The initial performance of the Pittsburgh Cultural Trust's International Festival of Firsts by Compagnie Marie Chouinard was a brilliant success that culminated in the U.S. premiere of the Montreal-based choreographer's "Gymnopedies."

Chouinard formed her company in 1990. The 11 dancers who performed Sept. 27 at the Byham Theater, Downtown, were well- disciplined and expressive, and displayed extraordinary stamina for what is very high-energy choreography. Several dancers were impressive in other ways, such as one who gave a dramatic delivery of extended poetry by memory, and several who played piano by memory, too.

The program opened with the slightly older of the two works on the program, "Henri Michaux: Mouvements," which the company first performed in August 2011 in Austria.
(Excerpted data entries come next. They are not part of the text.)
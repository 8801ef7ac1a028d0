// Copyright 2025 Dustin McAfee
//
// Licensed under the Apache License, Version 2.0 (the "License");
// you may not use this file except in compliance with the License.
// You may obtain a copy of the License at
//
//     http://www.apache.org/licenses/LICENSE-2.0
//
// Unless required by applicable law or agreed to in writing, software
// distributed under the License is distributed on an "AS IS" BASIS,
// WITHOUT WARRANTIES OR CONDITIONS OF ANY KIND, either express or implied.
// See the License for the specific language governing permissions and
// limitations under the License.

//! Indexed-color PNG encoder (RFC 2083).
//!
//! # File Layout
//!
//! ```text
//! [89 50 4E 47 0D 0A 1A 0A]   signature
//! IHDR  width BE32, height BE32, bit depth, color type 3, 0, 0, 0
//! PLTE  R G B per palette entry, in index order
//! IDAT  zlib stream of stored blocks over the filtered scanlines
//! IEND  empty
//! ```
//!
//! Every scanline is prefixed with filter type 0 (None). All payloads are
//! built and validated before the first byte is written, so a rejected input
//! leaves the sink untouched.

use std::io::Write;

use bytes::{BufMut, BytesMut};

use crate::chunk::{write_chunk, ChunkType, MAX_CHUNK_LEN};
use crate::error::{ConfigError, Result};
use crate::grid::{Palette, PixelGrid};
use crate::zlib::{encode_zlib_stored, stored_len, BlockSize};
use crate::Encoding;

/// PNG file signature.
pub const PNG_SIGNATURE: [u8; 8] = [0x89, b'P', b'N', b'G', 0x0D, 0x0A, 0x1A, 0x0A];

// IHDR field values (RFC 2083 section 4.1.1)
const COLOR_TYPE_INDEXED: u8 = 3;
const COMPRESSION_DEFLATE: u8 = 0;
const FILTER_METHOD_ADAPTIVE: u8 = 0;
const INTERLACE_NONE: u8 = 0;

/// Per-scanline filter type byte.
const FILTER_NONE: u8 = 0;

const IHDR_LEN: usize = 13;

/// Width and height must fit in 31 bits.
const MAX_DIMENSION: usize = 0x7FFF_FFFF;

/// Bits per palette index.
#[derive(Debug, Clone, Copy, PartialEq, Eq, Default)]
pub enum BitDepth {
    /// 8 pixels per byte, MSB first; palette of at most 2 colors.
    One = 1,
    /// One byte per pixel, the code itself.
    #[default]
    Eight = 8,
}

impl BitDepth {
    #[must_use]
    pub fn bits(self) -> u8 {
        self as u8
    }

    /// Number of palette entries this depth can address.
    #[must_use]
    pub fn max_colors(self) -> usize {
        1 << self.bits()
    }

    /// Bytes of sample data per row, excluding the filter byte.
    #[must_use]
    pub fn row_bytes(self, width: usize) -> usize {
        match self {
            Self::One => width.div_ceil(8),
            Self::Eight => width,
        }
    }
}

/// Filtered scanlines: for each row, a filter byte followed by the row's
/// packed samples. This is the uncompressed IDAT content.
#[derive(Debug, Clone, PartialEq, Eq)]
pub struct Scanlines {
    data: BytesMut,
    stride: usize,
}

impl Scanlines {
    #[must_use]
    pub fn as_bytes(&self) -> &[u8] {
        &self.data
    }

    /// Length of one filtered row, filter byte included.
    #[must_use]
    pub fn stride(&self) -> usize {
        self.stride
    }

    #[must_use]
    pub fn len(&self) -> usize {
        self.data.len()
    }

    #[must_use]
    pub fn is_empty(&self) -> bool {
        self.data.is_empty()
    }
}

/// Converts pixel codes into filtered scanlines at the given depth.
///
/// Codes must already be known to fit `bit_depth`; higher bits are masked.
#[must_use]
pub fn filter_scanlines(grid: &PixelGrid, bit_depth: BitDepth) -> Scanlines {
    let row_bytes = bit_depth.row_bytes(grid.width());
    let stride = row_bytes + 1;
    let mut data = BytesMut::with_capacity(stride * grid.height());

    for row in grid.rows() {
        data.put_u8(FILTER_NONE);
        match bit_depth {
            BitDepth::Eight => data.put_slice(row),
            BitDepth::One => {
                for pixels in row.chunks(8) {
                    let mut byte_val = 0u8;
                    for (i, &code) in pixels.iter().enumerate() {
                        byte_val |= (code & 1) << (7 - i);
                    }
                    data.put_u8(byte_val);
                }
            }
        }
    }

    Scanlines { data, stride }
}

/// Encodes a [`PixelGrid`] as an indexed-color PNG with stored zlib blocks.
#[derive(Debug, Clone)]
pub struct PngEncoding {
    palette: Palette,
    bit_depth: BitDepth,
    block_size: BlockSize,
}

impl PngEncoding {
    /// 8-bit indexed output with zlib's default stored-block size.
    #[must_use]
    pub fn new(palette: Palette) -> Self {
        Self {
            palette,
            bit_depth: BitDepth::default(),
            block_size: BlockSize::default(),
        }
    }

    #[must_use]
    pub fn with_bit_depth(mut self, bit_depth: BitDepth) -> Self {
        self.bit_depth = bit_depth;
        self
    }

    #[must_use]
    pub fn with_block_size(mut self, block_size: BlockSize) -> Self {
        self.block_size = block_size;
        self
    }

    #[must_use]
    pub fn palette(&self) -> &Palette {
        &self.palette
    }

    #[must_use]
    pub fn bit_depth(&self) -> BitDepth {
        self.bit_depth
    }

    #[must_use]
    pub fn block_size(&self) -> BlockSize {
        self.block_size
    }

    /// Validates `grid` against this encoder's settings.
    ///
    /// # Errors
    ///
    /// See [`ConfigError`]: oversized dimensions, a palette the bit depth
    /// cannot index, a code without a palette entry, or chunk payloads too
    /// large for the length field.
    pub fn check(&self, grid: &PixelGrid) -> std::result::Result<(), ConfigError> {
        let (width, height) = (grid.width(), grid.height());
        if width > MAX_DIMENSION || height > MAX_DIMENSION {
            return Err(ConfigError::DimensionsTooLarge { width, height });
        }

        let max_colors = self.bit_depth.max_colors();
        if self.palette.len() > max_colors {
            return Err(ConfigError::PaletteTooLarge {
                len: self.palette.len(),
                max: max_colors,
            });
        }

        if let Some((x, y, code)) = grid.find_code_at_least(self.palette.len()) {
            return Err(ConfigError::PaletteIndexOutOfRange {
                code,
                x,
                y,
                palette_len: self.palette.len(),
            });
        }

        let raw_len = self
            .bit_depth
            .row_bytes(width)
            .checked_add(1)
            .and_then(|stride| stride.checked_mul(height))
            .unwrap_or(usize::MAX);
        let idat_len = stored_len(raw_len, self.block_size);
        if idat_len > MAX_CHUNK_LEN {
            return Err(ConfigError::ChunkTooLarge {
                chunk: ChunkType::IDAT.name(),
                len: idat_len,
            });
        }

        #[cfg(feature = "debug-logging")]
        log::info!(
            "png check: {}x{} depth={} palette={} idat={} bytes",
            width,
            height,
            self.bit_depth.bits(),
            self.palette.len(),
            idat_len
        );

        Ok(())
    }

    /// Writes the complete PNG file to `sink`.
    ///
    /// # Errors
    ///
    /// [`Error::Config`](crate::Error::Config) before any byte is written,
    /// or [`Error::Io`](crate::Error::Io) from the sink, which aborts the
    /// remaining sequence.
    pub fn write_png<W: Write + ?Sized>(&self, grid: &PixelGrid, sink: &mut W) -> Result<()> {
        self.check(grid)?;

        let header = self.header_payload(grid);
        let palette = self.palette_payload();
        let scanlines = filter_scanlines(grid, self.bit_depth);
        let image_data = encode_zlib_stored(scanlines.as_bytes(), self.block_size);

        sink.write_all(&PNG_SIGNATURE)?;
        write_chunk(sink, ChunkType::IHDR, &header)?;
        write_chunk(sink, ChunkType::PLTE, &palette)?;
        write_chunk(sink, ChunkType::IDAT, &image_data)?;
        write_chunk(sink, ChunkType::IEND, &[])?;

        #[cfg(feature = "debug-logging")]
        log::info!(
            "png: wrote {}x{} image, {} scanline bytes in {} IDAT bytes",
            grid.width(),
            grid.height(),
            scanlines.len(),
            image_data.len()
        );

        Ok(())
    }

    #[allow(clippy::cast_possible_truncation)] // Dimensions bounded by check()
    fn header_payload(&self, grid: &PixelGrid) -> [u8; IHDR_LEN] {
        let mut header = [0u8; IHDR_LEN];
        header[0..4].copy_from_slice(&(grid.width() as u32).to_be_bytes());
        header[4..8].copy_from_slice(&(grid.height() as u32).to_be_bytes());
        header[8] = self.bit_depth.bits();
        header[9] = COLOR_TYPE_INDEXED;
        header[10] = COMPRESSION_DEFLATE;
        header[11] = FILTER_METHOD_ADAPTIVE;
        header[12] = INTERLACE_NONE;
        header
    }

    fn palette_payload(&self) -> BytesMut {
        let mut buf = BytesMut::with_capacity(self.palette.len() * 3);
        for color in self.palette.colors() {
            buf.put_slice(&[color.r, color.g, color.b]);
        }
        buf
    }
}

impl Encoding for PngEncoding {
    fn check(&self, grid: &PixelGrid) -> std::result::Result<(), ConfigError> {
        PngEncoding::check(self, grid)
    }

    fn write_to(&self, grid: &PixelGrid, sink: &mut dyn Write) -> Result<()> {
        self.write_png(grid, sink)
    }

    fn extension(&self) -> &'static str {
        "png"
    }
}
The piece begins with a solo dancer in black assuming the shape of individual drawings from Michaud's book "Mouvements," performed in front of a large white sheet on which the drawings are projected. Chouinard's development of this vocabulary includes extended riffs with multiple drawings.
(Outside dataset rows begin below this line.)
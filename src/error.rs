// Copyright 2025 Dustin McAfee
//
// Licensed under the Apache License, Version 2.0 (the "License");
// you may not use this file except in compliance with the License.
// You may obtain a copy of the License at
//
//     http://www.apache.org/licenses/LICENSE-2.0
//
// Unless required by applicable law or agreed to in writing, software
// distributed under the License is distributed on an "AS IS" BASIS,
// WITHOUT WARRANTIES OR CONDITIONS OF ANY KIND, either express or implied.
// See the License for the specific language governing permissions and
// limitations under the License.

//! Error types shared by all encoders.

use thiserror::Error;

/// Invalid input detected before any byte reaches the sink.
///
/// Retrying with the same input yields the same error.
#[derive(Debug, Clone, PartialEq, Eq, Error)]
pub enum ConfigError {
    /// The grid has no rows.
    #[error("pixel grid has no rows")]
    EmptyGrid,

    /// The grid has rows but no columns.
    #[error("pixel grid has no columns")]
    EmptyRow,

    /// A row is shorter or longer than the first row.
    #[error("row {row} has {actual} pixels, expected {expected}")]
    RaggedRow {
        row: usize,
        expected: usize,
        actual: usize,
    },

    /// The flat code buffer is not a whole number of rows.
    #[error("{len} pixel codes do not divide into rows of {width}")]
    PartialRow { width: usize, len: usize },

    /// A pixel code has no palette entry.
    #[error("pixel code {code} at ({x}, {y}) is outside the {palette_len}-color palette")]
    PaletteIndexOutOfRange {
        code: u8,
        x: usize,
        y: usize,
        palette_len: usize,
    },

    /// The palette has no entries.
    #[error("palette is empty")]
    EmptyPalette,

    /// The palette has more entries than the bit depth can index.
    #[error("palette has {len} colors, at most {max} allowed")]
    PaletteTooLarge { len: usize, max: usize },

    /// The stored-block size is zero or exceeds 65535.
    #[error("stored block size {0} is outside 1..=65535")]
    InvalidBlockSize(usize),

    /// Width or height exceeds what the container header can carry.
    #[error("image dimensions {width}x{height} exceed 2^31-1")]
    DimensionsTooLarge { width: usize, height: usize },

    /// A generated pattern was asked for zero-pixel squares.
    #[error("chessboard square size must be at least 1")]
    ZeroSquareSize,

    /// The board's closing frame line lies beyond `usize::MAX`.
    #[error("chessboard of {squares} squares of {square_size} px overflows")]
    BoardTooLarge { squares: usize, square_size: usize },

    /// A chunk payload exceeds the container's length field.
    #[error("{chunk} payload of {len} bytes exceeds the chunk length limit")]
    ChunkTooLarge { chunk: &'static str, len: usize },
}

/// Top-level error: either the input was rejected or the sink failed.
#[derive(Debug, Error)]
pub enum Error {
    /// Input rejected before any byte was written.
    #[error("invalid configuration: {0}")]
    Config(#[from] ConfigError),

    /// Sink open/write/flush failure. A partially written file may remain.
    #[error("I/O error: {0}")]
    Io(#[from] std::io::Error),
}

/// Result type for encoding operations.
pub type Result<T> = std::result::Result<T, Error>;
The ballet is performed to an aggressive and noisy score by Louis Dufort which, like it or not, is perfectly suited to the nature of this ballet.

The dancing is angular, convulsive and fearless. The dancers don't speak, but several roar. The effect is edgy and primal, just on the verge of being human.
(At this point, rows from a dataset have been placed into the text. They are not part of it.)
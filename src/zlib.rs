// Copyright 2025 Dustin McAfee
//
// Licensed under the Apache License, Version 2.0 (the "License");
// you may not use this file except in compliance with the License.
// You may obtain a copy of the License at
//
//     http://www.apache.org/licenses/LICENSE-2.0
//
// Unless required by applicable law or agreed to in writing, software
// distributed under the License is distributed on an "AS IS" BASIS,
// WITHOUT WARRANTIES OR CONDITIONS OF ANY KIND, either express or implied.
// See the License for the specific language governing permissions and
// limitations under the License.

//! Zlib stream framing with stored (uncompressed) deflate blocks.
//!
//! # Wire Format
//!
//! ```text
//! [0x78][0x01]                         RFC 1950 header: deflate, 32K window, FLEVEL 0
//! repeated per block (RFC 1951 section 3.2.4):
//!   [BFINAL][LEN lo][LEN hi][NLEN lo][NLEN hi][LEN literal bytes]
//! [ADLER32 BE]                         Adler-32 of the whole uncompressed payload
//! ```
//!
//! `BFINAL` is a whole byte because a stored block header with `BTYPE = 00`
//! is padded to the next byte boundary. Only the last block has `BFINAL = 1`.
//! An empty payload still produces one (empty, final) block.

use bytes::{BufMut, BytesMut};

use crate::checksum::adler32;
use crate::error::ConfigError;

/// CMF/FLG pair emitted by zlib at compression level 0.
pub const ZLIB_HEADER: [u8; 2] = [0x78, 0x01];

/// Bytes of block metadata preceding each stored block's literal data.
const STORED_BLOCK_OVERHEAD: usize = 5;

/// Size of the trailing Adler-32 checksum.
const ZLIB_TRAILER_LEN: usize = 4;

/// Maximum literal length of one stored block.
#[derive(Debug, Clone, Copy, PartialEq, Eq)]
pub struct BlockSize(u16);

impl BlockSize {
    /// The format's hard limit, imposed by the 16-bit `LEN` field.
    pub const MAX: Self = Self(u16::MAX);

    /// The block size zlib itself uses for stored blocks.
    pub const ZLIB_DEFAULT: Self = Self(0xFB00);

    /// Validates a block size.
    ///
    /// # Errors
    ///
    /// Returns [`ConfigError::InvalidBlockSize`] for 0 or anything above 65535.
    pub fn new(size: usize) -> Result<Self, ConfigError> {
        match u16::try_from(size) {
            Ok(size) if size > 0 => Ok(Self(size)),
            _ => Err(ConfigError::InvalidBlockSize(size)),
        }
    }

    #[must_use]
    pub fn get(self) -> usize {
        usize::from(self.0)
    }
}

impl Default for BlockSize {
    fn default() -> Self {
        Self::ZLIB_DEFAULT
    }
}

/// Length of the stream [`encode_zlib_stored`] produces for a payload of
/// `payload_len` bytes, saturating at `usize::MAX`.
#[must_use]
pub fn stored_len(payload_len: usize, block_size: BlockSize) -> usize {
    let blocks = payload_len.div_ceil(block_size.get()).max(1);
    (ZLIB_HEADER.len() + ZLIB_TRAILER_LEN)
        .saturating_add(blocks.saturating_mul(STORED_BLOCK_OVERHEAD))
        .saturating_add(payload_len)
}

/// Wraps `payload` in a zlib stream made of stored deflate blocks.
///
/// The payload bytes appear in the output unchanged and in order, split into
/// blocks of at most `block_size` bytes.
#[must_use]
pub fn encode_zlib_stored(payload: &[u8], block_size: BlockSize) -> BytesMut {
    let mut buf = BytesMut::with_capacity(stored_len(payload.len(), block_size));
    buf.put_slice(&ZLIB_HEADER);

    if payload.is_empty() {
        put_stored_block(&mut buf, &[], true);
    } else {
        let mut blocks = payload.chunks(block_size.get()).peekable();
        while let Some(block) = blocks.next() {
            put_stored_block(&mut buf, block, blocks.peek().is_none());
        }
    }

    buf.put_u32(adler32(payload));

    #[cfg(feature = "debug-logging")]
    log::info!(
        "zlib stored: {} payload bytes framed into {} bytes (block size {})",
        payload.len(),
        buf.len(),
        block_size.get()
    );

    buf
}

#[allow(clippy::cast_possible_truncation)] // Block length bounded by BlockSize (u16)
fn put_stored_block(buf: &mut BytesMut, block: &[u8], is_final: bool) {
    let len = block.len() as u16;
    buf.put_u8(u8::from(is_final));
    buf.put_u16_le(len);
    buf.put_u16_le(!len);
    buf.put_slice(block);
}

#[cfg(test)]
mod tests {
    use super::*;

    #[test]
    fn test_block_size_bounds() {
        assert_eq!(BlockSize::new(0), Err(ConfigError::InvalidBlockSize(0)));
        assert_eq!(
            BlockSize::new(65536),
            Err(ConfigError::InvalidBlockSize(65536))
        );
        assert_eq!(BlockSize::new(65535), Ok(BlockSize::MAX));
        assert_eq!(BlockSize::new(1).map(BlockSize::get), Ok(1));
        assert_eq!(BlockSize::default().get(), 0xFB00);
    }

    #[test]
    fn test_empty_payload_emits_one_final_block() {
        let framed = encode_zlib_stored(&[], BlockSize::default());
        assert_eq!(
            &framed[..],
            &[0x78, 0x01, 0x01, 0x00, 0x00, 0xFF, 0xFF, 0x00, 0x00, 0x00, 0x01]
        );
    }

    #[test]
    fn test_payload_split_across_blocks() {
        let block_size = BlockSize::new(3).unwrap();
        let framed = encode_zlib_stored(b"abcdefg", block_size);
        let expected: &[u8] = &[
            0x78, 0x01, // header
            0x00, 0x03, 0x00, 0xFC, 0xFF, b'a', b'b', b'c', // block 1
            0x00, 0x03, 0x00, 0xFC, 0xFF, b'd', b'e', b'f', // block 2
            0x01, 0x01, 0x00, 0xFE, 0xFF, b'g', // final block
            0x0A, 0xDB, 0x02, 0xBD, // adler32("abcdefg")
        ];
        assert_eq!(&framed[..], expected);
        assert_eq!(framed.len(), stored_len(7, block_size));
    }

    #[test]
    fn test_exact_multiple_has_no_trailing_empty_block() {
        let block_size = BlockSize::new(4).unwrap();
        let framed = encode_zlib_stored(&[9u8; 8], block_size);
        // header, 2 * (5 + 4), trailer
        assert_eq!(framed.len(), 2 + 18 + 4);
        assert_eq!(framed[2], 0x00);
        assert_eq!(framed[11], 0x01);
    }

    #[test]
    fn test_stored_len_accounts_for_every_block() {
        assert_eq!(stored_len(0, BlockSize::MAX), 11);
        assert_eq!(stored_len(65535, BlockSize::MAX), 2 + 5 + 65535 + 4);
        assert_eq!(stored_len(65536, BlockSize::MAX), 2 + 10 + 65536 + 4);
    }
}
"Gymnopedies," which was first performed in June in Portugal, is a witty and primarily joyous exploration of the duet. The first music heard is from Richard Wagner's "Tristan and Isolde," a clear signal of erotic longing but, except for one return of Wagner's music, the rest of the ballet is performed to the cool, gently regretful and haunting piano pieces by Erik Satie, which are the ballet's title. Dancers play Satie's music live at the piano while their colleagues dance.

The action begins with dancers paired and enclosed in big sheets grouped together at the left front of the stage. Their hands peep through the small opening at the top, looking vaguely like an Indian teepee. Each pair in turn sheds the sheet to walk naked to an opening in the backdrop through which they disappear.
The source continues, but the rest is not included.